Back in May 2017, the entire world was stunned by Wannacry ransomware attack. The attack led many giant companies, Governments, as well as individuals taking cybersecurity much seriously. The worldwide cyber attack also lead to many pieces of research about cybersecurity and came up with some vulnerabilities, so as the solutions to counter various kind of hacking. One of these researches has revealed that the present setup in LTE networks has a very weak foundation in terms of network settings. The poor engineering built in the LTE devices can allow hackers to monitor which websites are being browsed on your device.
The research team claimed, there have seen three factors that may get LTE users exposed on the data link layer, or on another layer that manages and ensures access of multiple users into the network resource. The second layer also helps to rectify errors in transmission as well as protects user data by the encryption process.
In order to explain how LTE network is vulnerable to hackers, the research team introduced a non-violent attack demonstrating identity mapping attack and also an active attack called aLTEr which helps hackers to perform network connection redirect using Domain Name System spoofing. Both of these attacks were possible because of the specification loophole in LTE environment.
Nevertheless, these experimental attacks were conducted in a controlled system which was much similar to the real LTE network environment. But, the team believes a little more spoofing or update on the network system can help hackers to perform active cyber attacks easily. Three most possible attacks on this context are as such user identity mapping in a radio cell, monitoring user accessed websites, and lastly redirecting or hijacking the entire LTE network connections.

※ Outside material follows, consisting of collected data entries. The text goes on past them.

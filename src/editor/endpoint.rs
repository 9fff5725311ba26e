//! Collecting one endpoint section from the user.

use std::io::{BufRead, Write};

use crate::config::Endpoint;
use crate::prompt::{PromptError, Prompter};

/// URL-step keyword that switches to picking an already-used URL.
pub const REUSE_URL_KEYWORD: &str = "/existed";

/// Outcome of parsing a numbered-list selection.
#[derive(Debug, Clone, Copy, PartialEq, Eq)]
pub enum Selection {
    /// Zero-based index into the list.
    Index(usize),
    Invalid,
}

/// Parse a 1-based selection among `count` items. Only plain ASCII digits
/// are accepted.
pub fn parse_selection(input: &str, count: usize) -> Selection {
    if input.is_empty() || !input.bytes().all(|b| b.is_ascii_digit()) {
        return Selection::Invalid;
    }
    match input.parse::<usize>() {
        Ok(n) if (1..=count).contains(&n) => Selection::Index(n - 1),
        _ => Selection::Invalid,
    }
}

pub(super) fn collect<R: BufRead, W: Write>(
    prompter: &mut Prompter<R, W>,
    existing_urls: &[String],
) -> Result<Endpoint, PromptError> {
    let name = prompter.ask_required(
        "Enter endpoint name (required)",
        "Endpoint name is required. Please enter it.",
    )?;
    let port = prompter.ask_required("Enter port (required)", "Port is required. Please enter it.")?;
    let protocol = prompter.ask_optional("Enter protocol (optional)")?;
    let url = ask_url(prompter, existing_urls)?;
    let description = prompter.ask_optional("Enter description (optional)")?;

    Ok(Endpoint::new(name, port)
        .with_protocol(protocol)
        .with_url(url)
        .with_description(description))
}

/// The three-way URL step: blank, `/existed`, or a literal URL.
fn ask_url<R: BufRead, W: Write>(
    prompter: &mut Prompter<R, W>,
    existing_urls: &[String],
) -> Result<Option<String>, PromptError> {
    let message = if existing_urls.is_empty() {
        "Enter URL (optional)".to_string()
    } else {
        format!(
            "Enter URL (optional) or type {} to choose from existing",
            REUSE_URL_KEYWORD
        )
    };

    loop {
        let answer = prompter.ask(&message)?;
        if answer.is_empty() {
            return Ok(None);
        }
        // The keyword only means "reuse" when there is something to reuse.
        if answer != REUSE_URL_KEYWORD || existing_urls.is_empty() {
            return Ok(Some(answer));
        }

        prompter.say("Select an existing URL:")?;
        for (idx, url) in existing_urls.iter().enumerate() {
            prompter.say(&format!("{}. {}", idx + 1, url))?;
        }
        let choice = prompter.ask("Enter the number of the URL you want to use")?;
        match parse_selection(&choice, existing_urls.len()) {
            Selection::Index(idx) => return Ok(Some(existing_urls[idx].clone())),
            Selection::Invalid => {
                tracing::warn!(choice = %choice, available = existing_urls.len(), "invalid URL selection");
                prompter.say("Invalid selection. Please try again.")?;
            }
        }
    }
}
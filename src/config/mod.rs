//! Agent configuration file: typed records plus YAML load/save.

pub mod loader;
pub mod types;

pub use loader::{config_dir, ensure_config_dir, ConfigError, CONFIG_DIR_NAME};
pub use types::{Agent, AgentConfig, Endpoint, Extra, Scalar, Upstream, CONFIG_VERSION};
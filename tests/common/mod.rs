//! Shared helpers for driving the binary and inspecting written YAML.

#![allow(dead_code)]

use std::io::Write;
use std::path::Path;
use std::process::{Command, Output, Stdio};

pub fn ngrokcfg_cmd() -> Command {
    let mut cmd = Command::new(env!("CARGO_BIN_EXE_ngrokcfg"));
    cmd.env_remove("NGROKCFG_LOG");
    cmd
}

/// Run one interactive session in `cwd`, feeding `input` on stdin.
pub fn run_session(cwd: &Path, input: &str) -> Output {
    let mut child = ngrokcfg_cmd()
        .current_dir(cwd)
        .stdin(Stdio::piped())
        .stdout(Stdio::piped())
        .stderr(Stdio::piped())
        .spawn()
        .expect("Failed to spawn ngrokcfg");

    child
        .stdin
        .take()
        .expect("stdin is piped")
        .write_all(input.as_bytes())
        .expect("Failed to write stdin");

    child.wait_with_output().expect("Failed to wait for ngrokcfg")
}

/// Untyped view of a written file, so tests check the on-disk shape
/// rather than what the crate's own types accept.
pub struct Yaml(serde_yaml::Value);

impl Yaml {
    pub fn load(path: &Path) -> Self {
        let content = std::fs::read_to_string(path).expect("Failed to read config");
        Self(serde_yaml::from_str(&content).expect("Failed to parse config"))
    }

    /// Value at `keys`, or `Null` when any key is missing.
    pub fn get(&self, keys: &[&str]) -> serde_yaml::Value {
        let mut current = &self.0;
        for key in keys {
            match current.get(*key) {
                Some(next) => current = next,
                None => return serde_yaml::Value::Null,
            }
        }
        current.clone()
    }

    pub fn at(&self, keys: &[&str]) -> Yaml {
        Yaml(self.get(keys))
    }

    /// Mapping keys in document order.
    pub fn keys(&self) -> Vec<String> {
        self.0
            .as_mapping()
            .map(|m| m.keys().filter_map(|k| k.as_str().map(str::to_string)).collect())
            .unwrap_or_default()
    }
}

impl From<serde_yaml::Value> for Yaml {
    fn from(value: serde_yaml::Value) -> Self {
        Self(value)
    }
}
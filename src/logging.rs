use tracing_subscriber::EnvFilter;
use tracing_subscriber::{fmt, layer::SubscriberExt, util::SubscriberInitExt};

/// Environment variable naming the log file.
pub const LOG_ENV_VAR: &str = "NGROKCFG_LOG";

/// Initialize tracing with optional file output.
///
/// Logging is disabled by default because stdout carries the prompts.
/// Set `NGROKCFG_LOG` to a file path to enable it; `RUST_LOG` picks the
/// filter (default `info`).
pub fn init_tracing() {
    let Some(log_path) = std::env::var_os(LOG_ENV_VAR) else {
        return;
    };

    let filter = EnvFilter::try_from_default_env().unwrap_or_else(|_| EnvFilter::new("info"));

    let file = match std::fs::OpenOptions::new()
        .create(true)
        .append(true)
        .open(&log_path)
    {
        Ok(file) => file,
        Err(e) => {
            eprintln!(
                "Warning: Failed to open log file {}: {}",
                std::path::Path::new(&log_path).display(),
                e
            );
            return;
        }
    };

    let file_layer = fmt::layer()
        .with_writer(file)
        .with_ansi(false)
        .with_target(true)
        .with_level(true);

    if let Err(e) = tracing_subscriber::registry()
        .with(filter)
        .with(file_layer)
        .try_init()
    {
        eprintln!("Warning: Failed to initialize logging: {}", e);
    }
}
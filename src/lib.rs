//! Interactive builder for ngrok agent configuration files.

pub mod config;
pub mod editor;
pub mod logging;
pub mod prompt;
//! Events the engine hands to the scheduler and receives back when due.

use crate::dot::DotHandle;
use crate::state::{Timestamp, UnitId};
use crate::stats::ResourceKind;

/// Ordering class of an event at a given timestamp.
///
/// At equal timestamps, cast completions run before periodic ticks, and ticks
/// before externally scheduled regeneration. A tick therefore never observes
/// state changed by something else scheduled for the same instant except a
/// cast completing at that instant.
#[derive(Clone, Copy, Debug, PartialEq, Eq, PartialOrd, Ord, Hash)]
pub enum EventPhase {
    CastComplete = 0,
    DotTick = 1,
    ResourceRegen = 2,
}

#[derive(Clone, Copy, Debug, PartialEq)]
pub enum SimEvent {
    /// The caster's pending cast has finished its cast time.
    CastComplete { caster: UnitId },
    DotTick { handle: DotHandle },
    /// Regeneration scheduled by the caller; the core never schedules it.
    ResourceRegen {
        unit: UnitId,
        kind: ResourceKind,
        amount: f64,
    },
}

impl SimEvent {
    pub const fn phase(&self) -> EventPhase {
        match self {
            Self::CastComplete { .. } => EventPhase::CastComplete,
            Self::DotTick { .. } => EventPhase::DotTick,
            Self::ResourceRegen { .. } => EventPhase::ResourceRegen,
        }
    }
}

/// An event together with the time it is due.
#[derive(Clone, Copy, Debug, PartialEq)]
pub struct ScheduledEvent {
    pub at: Timestamp,
    pub event: SimEvent,
}

impl ScheduledEvent {
    pub fn new(at: Timestamp, event: SimEvent) -> Self {
        Self { at, event }
    }

    /// Key the scheduler must order by (ties broken by insertion order).
    pub fn order_key(&self) -> (Timestamp, EventPhase) {
        (self.at, self.event.phase())
    }
}
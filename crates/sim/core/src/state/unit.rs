use crate::spell::{CastState, Points};
use crate::state::{ActionId, Timestamp, UnitId};
use crate::stats::{ResourceKind, ResourcePools};

/// Cast in progress, held by the caster until its completion event fires.
#[derive(Clone, Debug, PartialEq)]
#[cfg_attr(feature = "serde", derive(serde::Serialize, serde::Deserialize))]
pub struct PendingCast {
    pub spell: ActionId,
    pub target: UnitId,
    /// Combo points observed when the cast started.
    pub points: Points,
    /// Resource actually deducted at cast start, used for miss refunds.
    pub paid: Option<(ResourceKind, f64)>,
    pub started_at: Timestamp,
    pub resume_at: Timestamp,
}

/// Per-encounter mutable state of a single unit.
///
/// Stats live outside the core; a unit only carries what casting mutates.
#[derive(Clone, Debug, PartialEq)]
#[cfg_attr(feature = "serde", derive(serde::Serialize, serde::Deserialize))]
pub struct UnitState {
    pub id: UnitId,
    pub pools: ResourcePools,
    /// Earliest time a spell that triggers the global cooldown may start.
    pub gcd_ready_at: Timestamp,
    pub casting: Option<PendingCast>,
    /// Cleared by `SideEffect::BreakStealth`. Rotations gate openers on it.
    pub stealthed: bool,
    pub alive: bool,
}

impl UnitState {
    pub fn new(id: UnitId, pools: ResourcePools) -> Self {
        Self {
            id,
            pools,
            gcd_ready_at: Timestamp::ZERO,
            casting: None,
            stealthed: false,
            alive: true,
        }
    }

    /// Creates a unit without resource pools, as used for training dummies.
    pub fn target(id: UnitId) -> Self {
        Self::new(id, ResourcePools::empty())
    }

    #[must_use]
    pub fn with_stealth(mut self) -> Self {
        self.stealthed = true;
        self
    }

    pub fn on_gcd(&self, now: Timestamp) -> bool {
        now < self.gcd_ready_at
    }

    pub fn cast_state(&self) -> CastState {
        match &self.casting {
            Some(pending) => CastState::Casting {
                resume_at: pending.resume_at,
            },
            None => CastState::Idle,
        }
    }
}
use std::collections::BTreeMap;

use sim_core::{DefenseType, DotTag, MitigationOracle, MitigationQuery, SpellSchool, UnitId};

/// Armor and school based damage reduction.
///
/// Physical melee and ranged hits are reduced by the target's armor:
/// `armor / (armor + constant)`, capped at 75%. Bleeds ignore armor. Other
/// schools take a per-school multiplier from debuffs on the target.
#[derive(Clone, Debug)]
pub struct ArmorMitigation {
    /// Armor constant for the attacker's level.
    armor_constant: f64,
    armor: BTreeMap<UnitId, f64>,
    school_taken: BTreeMap<(UnitId, SpellSchool), f64>,
}

impl ArmorMitigation {
    /// Constant for a level 60 attacker: `400 + 85 * 60 = 5500`.
    pub const LEVEL_60_CONSTANT: f64 = 5_500.0;
    pub const MAX_REDUCTION: f64 = 0.75;

    pub fn new() -> Self {
        Self::with_constant(Self::LEVEL_60_CONSTANT)
    }

    pub fn with_constant(armor_constant: f64) -> Self {
        Self {
            armor_constant,
            armor: BTreeMap::new(),
            school_taken: BTreeMap::new(),
        }
    }

    #[must_use]
    pub fn with_armor(mut self, unit: UnitId, armor: f64) -> Self {
        self.armor.insert(unit, armor.max(0.0));
        self
    }

    /// Damage taken factor for one school, e.g. `1.1` for a curse.
    #[must_use]
    pub fn with_school_taken(mut self, unit: UnitId, school: SpellSchool, factor: f64) -> Self {
        self.school_taken.insert((unit, school), factor);
        self
    }

    pub fn armor_reduction(&self, unit: UnitId) -> f64 {
        let armor = self.armor.get(&unit).copied().unwrap_or(0.0);
        if armor <= 0.0 {
            return 0.0;
        }
        (armor / (armor + self.armor_constant)).min(Self::MAX_REDUCTION)
    }

    fn ignores_armor(query: &MitigationQuery) -> bool {
        query.tag == Some(DotTag::Bleed)
            || !matches!(query.defense, DefenseType::Melee | DefenseType::Ranged)
            || !query.school.is_physical()
    }
}

impl Default for ArmorMitigation {
    fn default() -> Self {
        Self::new()
    }
}

impl MitigationOracle for ArmorMitigation {
    fn damage_taken(&self, query: &MitigationQuery) -> f64 {
        let armor = if Self::ignores_armor(query) {
            1.0
        } else {
            1.0 - self.armor_reduction(query.target)
        };
        let school = self
            .school_taken
            .get(&(query.target, query.school))
            .copied()
            .unwrap_or(1.0);
        armor * school
    }
}
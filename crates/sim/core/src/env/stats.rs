use crate::state::UnitId;
use crate::stats::{AttackerStats, DefenderStats};

/// Stat lookups for units taking part in an encounter.
///
/// The core only reads through this trait; it never writes stats back.
pub trait StatsOracle: Send + Sync {
    /// Offensive stats of `unit` right now.
    fn attacker(&self, unit: UnitId) -> Option<AttackerStats>;

    /// Avoidance stats of `unit` right now.
    fn defender(&self, unit: UnitId) -> Option<DefenderStats>;
}
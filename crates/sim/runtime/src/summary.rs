//! Per-spell damage accounting over a run.

use std::collections::BTreeMap;

use sim_core::{ActionId, CastReport, DamageRecord, Outcome, UnitId};

/// Totals for one spell.
#[derive(Clone, Debug, Default, PartialEq)]
pub struct SpellDamage {
    pub casts: u32,
    pub landed: u32,
    pub misses: u32,
    pub hits: u32,
    pub crits: u32,
    pub ticks: u32,
    pub damage: f64,
    pub threat: f64,
}

#[derive(Clone, Debug, Default, PartialEq)]
pub struct DamageSummary {
    spells: BTreeMap<ActionId, SpellDamage>,
    targets: BTreeMap<UnitId, f64>,
}

impl DamageSummary {
    pub fn new() -> Self {
        Self::default()
    }

    pub fn record_damage(&mut self, record: &DamageRecord) {
        let entry = self.spells.entry(record.spell).or_default();
        entry.damage += record.amount;
        entry.threat += record.threat;
        if record.periodic {
            entry.ticks += 1;
        } else if record.outcome == Outcome::Crit {
            entry.crits += 1;
        } else {
            entry.hits += 1;
        }
        *self.targets.entry(record.target).or_default() += record.amount;
    }

    /// Counts the cast and every damage record it carries. Child casts of a
    /// wrapper add damage under their own spell but no cast count.
    pub fn record_cast(&mut self, report: &CastReport) {
        if let Some(outcome) = report.outcome {
            let entry = self.spells.entry(report.spell).or_default();
            entry.casts += 1;
            if outcome.landed() {
                entry.landed += 1;
            } else {
                entry.misses += 1;
            }
        }
        for record in &report.damage {
            self.record_damage(record);
        }
    }

    pub fn spell(&self, spell: ActionId) -> Option<&SpellDamage> {
        self.spells.get(&spell)
    }

    pub fn spells(&self) -> impl Iterator<Item = (ActionId, &SpellDamage)> {
        self.spells.iter().map(|(id, damage)| (*id, damage))
    }

    pub fn damage_to(&self, target: UnitId) -> f64 {
        self.targets.get(&target).copied().unwrap_or(0.0)
    }

    pub fn total_damage(&self) -> f64 {
        self.spells.values().map(|spell| spell.damage).sum()
    }

    pub fn total_threat(&self) -> f64 {
        self.spells.values().map(|spell| spell.threat).sum()
    }

    /// Damage per second over `duration_ms`; zero for an empty window.
    pub fn dps(&self, duration_ms: u64) -> f64 {
        if duration_ms == 0 {
            return 0.0;
        }
        self.total_damage() * 1_000.0 / duration_ms as f64
    }
}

As of the passive attacks encountered so far, the hackers do not interfere directly with the targetted network. They silently deploy a device that grasp and monitors of the data sent and received by the targetted user over the network. On the other hand, an active attack takes place when the hacker cut off the info sent or received over the network with the help of a replicating device. In such case, the user might think that the replica is his usual service provider and connects to that device thus stepping into the trap. Maintaining both sides, the replica device shows the real network as of genuine user accessing into the network which leads to the next step of exploiting the second LTE network layer.
The research team members Katharina Kohls, David Rupprecht, Christina Popper, and Thorsten Holz from New York University Abu Dhabi and Ruhr-Universitat Bochum, claimed to reach up to 89% of success rate on these attacks. They are planning to conduct the similar attack over commercial real networks that would be more complicated due to the uncontrolled environment and background noise. Success on the real network hacking will ensure the vulnerability of the same.
The research team has notified the admissible institutions as such 3rd Generation Partnership Project, GSM Association, and the Telephone companies on an accountable declaration process before the work is published they claimed.